__TASK__: Would you repeat each of the lines below exactly?

__EXTRACTED RECORDS__:
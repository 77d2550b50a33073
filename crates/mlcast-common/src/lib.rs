//! Common types shared across the MLCast validator crates.
//!
//! The central type is [`Dataset`], a read-only handle describing a chunked
//! gridded dataset: its global attributes, its coordinate variables and its
//! data variables, each with attributes, dimensions and storage encoding.
//! Loaders build it; the compliance engine only reads it.

pub mod dataset;
pub mod encoding;
pub mod error;
pub mod time;

pub use dataset::{Attributes, AttributesExt, Dataset, StoreInfo, Variable, VariableRole};
pub use encoding::{Codec, Encoding};
pub use error::{TimeDecodeError, TimeResult};
pub use time::{decode_cf_times, decode_time_variable, parse_iso8601, CfTimeUnits};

__RESPONSE TO THIS TASK__:
repository 77d2550b50a33073
filename crates/mlcast-common/src/lib.rs
//! Common types shared across the MLCast validator crates.
//!
//! The central type is [`Dataset`], a read-only handle describing a chunked
//! gridded dataset: its global attributes, its coordinate variables and its
//! data variables, each with attributes, dimensions and storage encoding.
//! Loaders build it; the compliance engine only reads it.

pub mod dataset;
pub mod encoding;
pub mod error;
pub mod time;

pub use dataset::{Attributes, AttributesExt, Dataset, StoreInfo, Variable, VariableRole};
pub use encoding::{Codec, Encoding};
pub use error::{TimeDecodeError, TimeResult};
pub use time::{decode_cf_times, decode_time_variable, parse_iso8601, CfTimeUnits};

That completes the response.